(Records drawn from a dataset)
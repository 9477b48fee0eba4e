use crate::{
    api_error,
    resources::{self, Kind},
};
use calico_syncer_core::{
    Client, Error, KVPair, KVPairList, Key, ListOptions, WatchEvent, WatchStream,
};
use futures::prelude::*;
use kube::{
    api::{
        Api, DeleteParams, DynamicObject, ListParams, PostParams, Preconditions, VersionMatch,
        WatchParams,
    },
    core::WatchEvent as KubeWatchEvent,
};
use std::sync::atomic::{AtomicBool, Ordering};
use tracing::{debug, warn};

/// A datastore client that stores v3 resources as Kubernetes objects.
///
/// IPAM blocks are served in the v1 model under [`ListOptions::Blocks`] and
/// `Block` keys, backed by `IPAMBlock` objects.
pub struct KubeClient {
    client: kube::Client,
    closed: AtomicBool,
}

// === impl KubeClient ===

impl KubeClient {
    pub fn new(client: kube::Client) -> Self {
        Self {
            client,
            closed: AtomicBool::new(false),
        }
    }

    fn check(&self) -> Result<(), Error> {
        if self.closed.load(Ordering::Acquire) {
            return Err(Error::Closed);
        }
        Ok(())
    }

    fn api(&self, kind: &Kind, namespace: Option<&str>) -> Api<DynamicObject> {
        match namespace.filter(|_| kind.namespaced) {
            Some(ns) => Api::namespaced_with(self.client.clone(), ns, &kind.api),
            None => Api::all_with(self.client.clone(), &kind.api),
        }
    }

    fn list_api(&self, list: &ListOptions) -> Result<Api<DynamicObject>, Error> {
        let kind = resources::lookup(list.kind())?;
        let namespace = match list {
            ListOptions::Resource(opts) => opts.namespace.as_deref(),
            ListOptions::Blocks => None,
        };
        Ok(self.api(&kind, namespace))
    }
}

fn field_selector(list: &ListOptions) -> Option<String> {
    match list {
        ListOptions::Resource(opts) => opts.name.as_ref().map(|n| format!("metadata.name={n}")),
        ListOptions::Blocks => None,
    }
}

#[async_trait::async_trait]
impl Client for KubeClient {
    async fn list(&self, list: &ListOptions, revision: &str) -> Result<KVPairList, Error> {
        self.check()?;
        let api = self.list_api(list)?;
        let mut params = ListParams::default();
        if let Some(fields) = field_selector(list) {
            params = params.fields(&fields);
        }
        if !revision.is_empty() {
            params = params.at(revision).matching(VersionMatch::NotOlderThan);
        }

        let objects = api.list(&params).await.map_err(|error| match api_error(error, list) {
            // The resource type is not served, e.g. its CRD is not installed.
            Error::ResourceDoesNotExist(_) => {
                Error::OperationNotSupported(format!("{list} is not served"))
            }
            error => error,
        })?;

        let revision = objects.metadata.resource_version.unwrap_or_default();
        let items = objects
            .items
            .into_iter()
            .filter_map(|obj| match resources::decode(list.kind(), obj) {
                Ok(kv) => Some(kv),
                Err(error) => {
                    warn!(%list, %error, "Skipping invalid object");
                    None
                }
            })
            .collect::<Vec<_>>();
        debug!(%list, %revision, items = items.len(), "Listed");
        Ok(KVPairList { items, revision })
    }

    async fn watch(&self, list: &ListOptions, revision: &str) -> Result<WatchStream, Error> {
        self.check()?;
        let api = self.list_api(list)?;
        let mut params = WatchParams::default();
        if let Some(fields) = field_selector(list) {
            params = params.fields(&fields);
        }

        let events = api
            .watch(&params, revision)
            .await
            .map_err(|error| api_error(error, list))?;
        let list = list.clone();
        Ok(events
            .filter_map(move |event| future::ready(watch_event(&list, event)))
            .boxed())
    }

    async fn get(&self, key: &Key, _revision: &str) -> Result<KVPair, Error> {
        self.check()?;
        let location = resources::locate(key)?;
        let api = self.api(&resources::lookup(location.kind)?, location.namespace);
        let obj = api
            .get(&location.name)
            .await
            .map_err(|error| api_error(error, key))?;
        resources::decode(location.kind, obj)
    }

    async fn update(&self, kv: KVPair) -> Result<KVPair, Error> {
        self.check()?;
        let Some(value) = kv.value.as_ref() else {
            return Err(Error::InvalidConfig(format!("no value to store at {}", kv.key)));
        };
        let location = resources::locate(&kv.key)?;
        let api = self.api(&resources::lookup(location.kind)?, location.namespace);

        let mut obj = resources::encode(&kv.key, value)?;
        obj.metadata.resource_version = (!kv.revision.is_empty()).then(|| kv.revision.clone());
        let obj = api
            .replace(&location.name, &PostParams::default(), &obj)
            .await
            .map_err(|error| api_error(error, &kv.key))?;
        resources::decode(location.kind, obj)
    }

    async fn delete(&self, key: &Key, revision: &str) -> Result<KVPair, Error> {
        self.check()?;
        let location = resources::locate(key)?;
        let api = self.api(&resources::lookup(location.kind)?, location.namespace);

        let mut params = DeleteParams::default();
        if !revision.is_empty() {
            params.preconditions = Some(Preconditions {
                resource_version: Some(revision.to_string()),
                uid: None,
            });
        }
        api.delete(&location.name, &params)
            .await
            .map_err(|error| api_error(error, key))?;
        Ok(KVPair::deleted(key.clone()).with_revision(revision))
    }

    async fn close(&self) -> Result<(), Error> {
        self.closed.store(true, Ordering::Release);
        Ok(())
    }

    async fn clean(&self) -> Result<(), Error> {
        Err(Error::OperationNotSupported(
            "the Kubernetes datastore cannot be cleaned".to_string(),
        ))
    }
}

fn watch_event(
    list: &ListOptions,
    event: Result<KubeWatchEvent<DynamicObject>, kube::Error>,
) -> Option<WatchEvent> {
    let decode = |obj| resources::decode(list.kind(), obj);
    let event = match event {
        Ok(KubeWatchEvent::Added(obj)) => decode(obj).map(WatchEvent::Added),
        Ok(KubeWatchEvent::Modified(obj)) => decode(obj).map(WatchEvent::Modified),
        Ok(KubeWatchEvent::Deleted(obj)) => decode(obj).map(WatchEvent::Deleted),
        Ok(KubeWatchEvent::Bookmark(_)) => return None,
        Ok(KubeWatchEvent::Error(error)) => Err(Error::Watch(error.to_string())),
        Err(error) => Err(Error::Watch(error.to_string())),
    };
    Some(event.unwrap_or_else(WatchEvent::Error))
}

Work instruction: The answer must be every line of the entries that includes the word "items".

Expected answer:
        let items = objects
            .items
        debug!(%list, %revision, items = items.len(), "Listed");
        Ok(KVPairList { items, revision })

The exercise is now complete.